UpCheck Docs

Requests and rules

Auth headers, request bodies, and the content rules that judge a response.

Real endpoints are rarely bare public GETs: they want auth, sometimes a payload, and a 200 from them is not always proof of health. Three fields turn a URL check into a real probe: request headers, a request body, and content rules. All three live on the HTTP family (HTTP, Keyword, API); headers and bodies also work on schedulers.

#Request headers

Add up to 4 headers to every check the monitor sends. The form's auth picker covers the common shapes, a Bearer token or an API key header, and a custom mode covers everything else.

Header values are secrets and are treated like it: encrypted at rest, and write-only. The edit form never shows a stored value back; leave it untouched and the stored secret keeps being used, change it and the new value replaces it. Editing other fields never disturbs them.

#Request bodies

Write methods (POST, PUT, PATCH, DELETE) can carry a body of up to 8 KB. It is sent as application/json unless you set your own Content-Type header. GET and HEAD refuse a body.

The body is stored as plain text by design, it is a test payload you read and edit, so real secrets belong in the encrypted headers, not in the body.

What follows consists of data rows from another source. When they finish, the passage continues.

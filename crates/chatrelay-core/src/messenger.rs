// SPDX-License-Identifier: Apache-2.0
//! Reliable reply delivery: chunks a long reply to fit the transport's
//! message limit and sends each chunk in order, observing and reporting
//! partial delivery if the transport falls back to the chat's root thread
//! partway through (see [`ThreadFallback`]).
//!
//! `Messenger::send` is the canonical entry point used by the turn
//! executor for every outbound reply — including single-chunk ones, which
//! just skip the footer. There is no separate "send raw, unchunked"
//! variant on the hot path; callers that genuinely need a raw send (the
//! startup-acknowledgement protocol, which sends a short fixed string) call
//! `ChatPort::send` directly instead of going through the `Messenger`.

use std::sync::Arc;

use tracing::warn;

use crate::chunk_splitter::{add_chunk_metadata, ChunkSplitter};
use crate::ports::{ChatPort, OutboundMessage, ThreadFallback, TransportError};
use crate::types::ThreadIdHint;

/// Headroom reserved per chunk for the `" (i/N)"` positional marker a
/// multi-chunk reply gets appended. Generous enough for any reply under
/// 10,000 chunks; the marker is only ever added once splitting already
/// happened, so this never shrinks a reply that fits in one chunk.
const POSITION_MARKER_RESERVE: usize = 12;

/// Outcome of delivering a (possibly multi-chunk) reply.
#[derive(Debug, Clone, PartialEq, Eq)]
pub struct DeliveryOutcome {
    pub chunks_sent: usize,
    pub chunks_total: usize,
    /// `true` if any chunk fell back from its requested thread to the
    /// chat's root thread.
    pub fell_back_to_root: bool,
}

pub struct Messenger<C> {
    chat: Arc<C>,
}

impl<C: ChatPort> Messenger<C> {
    pub fn new(chat: Arc<C>) -> Self {
        Self { chat }
    }

    /// Split `text` to the transport's limit, attach `(i/N)` markers and an
    /// optional `footer`, and send every chunk in order to
    /// `(chat_id, thread_id)`.
    ///
    /// `thread_id` follows [`ThreadIdHint`]: `Unspecified` resolves to
    /// whatever the caller's last-known thread for this chat was, while
    /// `Explicit` is used as given, including `Explicit(None)` for the
    /// chat's root thread. The moment any chunk falls back to root, every
    /// subsequent chunk in this same reply is sent to root too — a reply
    /// never splits itself across two different threads mid-delivery.
    ///
    /// Stops at the first chunk that fails outright (distinct from a
    /// thread-fallback, which is not a failure) and returns the partial
    /// outcome alongside the error.
    pub async fn send(
        &self,
        chat_id: &str,
        thread_id: ThreadIdHint,
        text: &str,
        footer: Option<&str>,
        last_thread_for_chat: impl FnOnce() -> Option<String>,
    ) -> Result<DeliveryOutcome, (DeliveryOutcome, TransportError)> {
        let mut thread_id = match thread_id {
            ThreadIdHint::Explicit(id) => id,
            ThreadIdHint::Unspecified => last_thread_for_chat(),
        };

        let splitter = ChunkSplitter::new(self.chat.max_chunk_len());
        let raw_chunks = splitter.split(text, POSITION_MARKER_RESERVE);
        let chunks = add_chunk_metadata(raw_chunks, footer);
        let total = chunks.len();
        let mut fell_back = false;

        for (i, chunk) in chunks.into_iter().enumerate() {
            let message = OutboundMessage {
                chat_id: chat_id.to_string(),
                thread_id: thread_id.clone(),
                text: chunk,
            };
            match self.chat.send(message).await {
                Ok(ThreadFallback::FellBackToRoot) => {
                    fell_back = true;
                    warn!(chat_id, chunk_index = i, "fell back to root thread");
                    // The transport rejected this thread; don't keep
                    // retrying it for the remaining chunks of this reply.
                    thread_id = None;
                }
                Ok(ThreadFallback::Delivered) => {}
                Err(err) => {
                    return Err((
                        DeliveryOutcome {
                            chunks_sent: i,
                            chunks_total: total,
                            fell_back_to_root: fell_back,
                        },
                        err,
                    ));
                }
            }
        }

        Ok(DeliveryOutcome {
            chunks_sent: total,
            chunks_total: total,
            fell_back_to_root: fell_back,
        })
    }
}

#[cfg(test)]
mod tests {
    use super::*;
    use async_trait::async_trait;
    use tokio::sync::Mutex;

    struct RecordingChat {
        max_len: usize,
        sent: Mutex<Vec<OutboundMessage>>,
        fail_at: Option<usize>,
        fallback_at: Option<usize>,
    }

    #[async_trait]
    impl ChatPort for RecordingChat {
        async fn send(&self, message: OutboundMessage) -> Result<ThreadFallback, TransportError> {
            let mut sent = self.sent.lock().await;
            let idx = sent.len();
            if self.fail_at == Some(idx) {
                return Err(TransportError::Request("boom".into()));
            }
            sent.push(message);
            if self.fallback_at == Some(idx) {
                Ok(ThreadFallback::FellBackToRoot)
            } else {
                Ok(ThreadFallback::Delivered)
            }
        }

        fn max_chunk_len(&self) -> usize {
            self.max_len
        }
    }

    fn chat(max_len: usize, fail_at: Option<usize>, fallback_at: Option<usize>) -> RecordingChat {
        RecordingChat {
            max_len,
            sent: Mutex::new(Vec::new()),
            fail_at,
            fallback_at,
        }
    }

    #[tokio::test]
    async fn short_message_sends_as_a_single_chunk() {
        let chat = Arc::new(chat(1000, None, None));
        let messenger = Messenger::new(chat.clone());
        let outcome = messenger
            .send("1", ThreadIdHint::Explicit(None), "hello", None, || None)
            .await
            .unwrap();
        assert_eq!(outcome.chunks_sent, 1);
        assert_eq!(outcome.chunks_total, 1);
        assert!(!outcome.fell_back_to_root);
    }

    #[tokio::test]
    async fn long_message_sends_multiple_chunks_in_order() {
        let chat = Arc::new(chat(30, None, None));
        let messenger = Messenger::new(chat.clone());
        let text = "x".repeat(100);
        let outcome = messenger
            .send("1", ThreadIdHint::Explicit(Some("5".into())), &text, None, || None)
            .await
            .unwrap();
        assert!(outcome.chunks_sent > 1);
        assert_eq!(outcome.chunks_sent, outcome.chunks_total);
    }

    #[tokio::test]
    async fn fallback_on_one_chunk_is_reported_but_not_fatal() {
        let chat = Arc::new(chat(30, None, Some(0)));
        let messenger = Messenger::new(chat.clone());
        let text = "x".repeat(100);
        let outcome = messenger
            .send("1", ThreadIdHint::Explicit(Some("5".into())), &text, None, || None)
            .await
            .unwrap();
        assert!(outcome.fell_back_to_root);
        assert_eq!(outcome.chunks_sent, outcome.chunks_total);
    }

    #[tokio::test]
    async fn failure_midway_returns_partial_outcome() {
        let chat = Arc::new(chat(30, Some(1), None));
        let messenger = Messenger::new(chat.clone());
        let text = "x".repeat(100);
        let err = messenger
            .send("1", ThreadIdHint::Explicit(None), &text, None, || None)
            .await
            .unwrap_err();
        assert_eq!(err.0.chunks_sent, 1);
        assert!(err.0.chunks_total > 1);
    }

    #[tokio::test]
    async fn unspecified_thread_resolves_from_the_caller_supplied_lookup() {
        let chat = Arc::new(chat(1000, None, None));
        let messenger = Messenger::new(chat.clone());
        messenger
            .send("1", ThreadIdHint::Unspecified, "hello", None, || Some("9".to_string()))
            .await
            .unwrap();
        let sent = chat.sent.lock().await;
        assert_eq!(sent[0].thread_id.as_deref(), Some("9"));
    }

    #[tokio::test]
    async fn footer_is_appended_on_the_final_chunk() {
        let chat = Arc::new(chat(1000, None, None));
        let messenger = Messenger::new(chat.clone());
        messenger
            .send("1", ThreadIdHint::Explicit(None), "hello", Some("— via bot"), || None)
            .await
            .unwrap();
        let sent = chat.sent.lock().await;
        assert!(sent[0].text.ends_with("— via bot"));
    }
}
// SPDX-License-Identifier: Apache-2.0
//! Build-time metadata surfaced by the `/version` control command.

/// Display version, git branch, and latest commit title, all resolved at
/// compile time — the branch/commit fields come from `build.rs`, the
/// version from Cargo itself.
#[derive(Debug, Clone)]
pub struct BuildInfo {
    pub version: &'static str,
    pub git_branch: &'static str,
    pub git_commit_title: &'static str,
}

pub const BUILD_INFO: BuildInfo = BuildInfo {
    version: env!("CARGO_PKG_VERSION"),
    git_branch: env!("GIT_BRANCH"),
    git_commit_title: env!("GIT_COMMIT_TITLE"),
};

impl std::fmt::Display for BuildInfo {
    fn fmt(&self, f: &mut std::fmt::Formatter<'_>) -> std::fmt::Result {
        write!(
            f,
            "chatrelay {} (branch: {}, commit: {})",
            self.version, self.git_branch, self.git_commit_title
        )
    }
}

The body is sent with every scheduled check

A monitor with a write method fires that write on your interval, all day, every day. Point it at test data or a dedicated test route, never at anything that mutates real customer state.

#Content rules

Content rules judge the response body, so a 200 that renders an error page still fails. Up to 4 per monitor, and because they need the body, setting any rule switches a HEAD monitor to GET automatically.

RulePasses when
Text containsThe body includes the text you set.
Text absentThe body does not include the text you set.
JSON fieldThe field at your dot path exists, and matches equals if you set it.

The mechanics that matter:

  • All rules must pass. One failing rule fails the check, and every rule is evaluated, so the event shows a verdict per rule, including what a JSON field actually contained versus what you expected.
  • JSON field paths are dot paths, like data.status. Leave the expected value empty and the rule only requires the field to exist. If the body is not valid JSON at all, the rule fails, which is itself a useful signal from an API.
  • JSON field rules are a paid feature. Text rules are free.

#Putting it together

An authenticated health probe, straight from the API, an auth header plus a rule pinning the real health signal:

curl -X POST https://upcheck-api-a.rekwiem.com/v1/monitors \
  -H "Authorization: Bearer upk_your_key" \
  -H "Content-Type: application/json" \
  -d '{
    "url": "https://api.example.com/health",
    "request_headers": [{ "name": "Authorization", "value": "Bearer service-token" }],
    "content_rules": [{ "type": "json_field", "path": "status", "equals": "ok" }]
  }'

The same configuration is available field-for-field in the dashboard form and over MCP.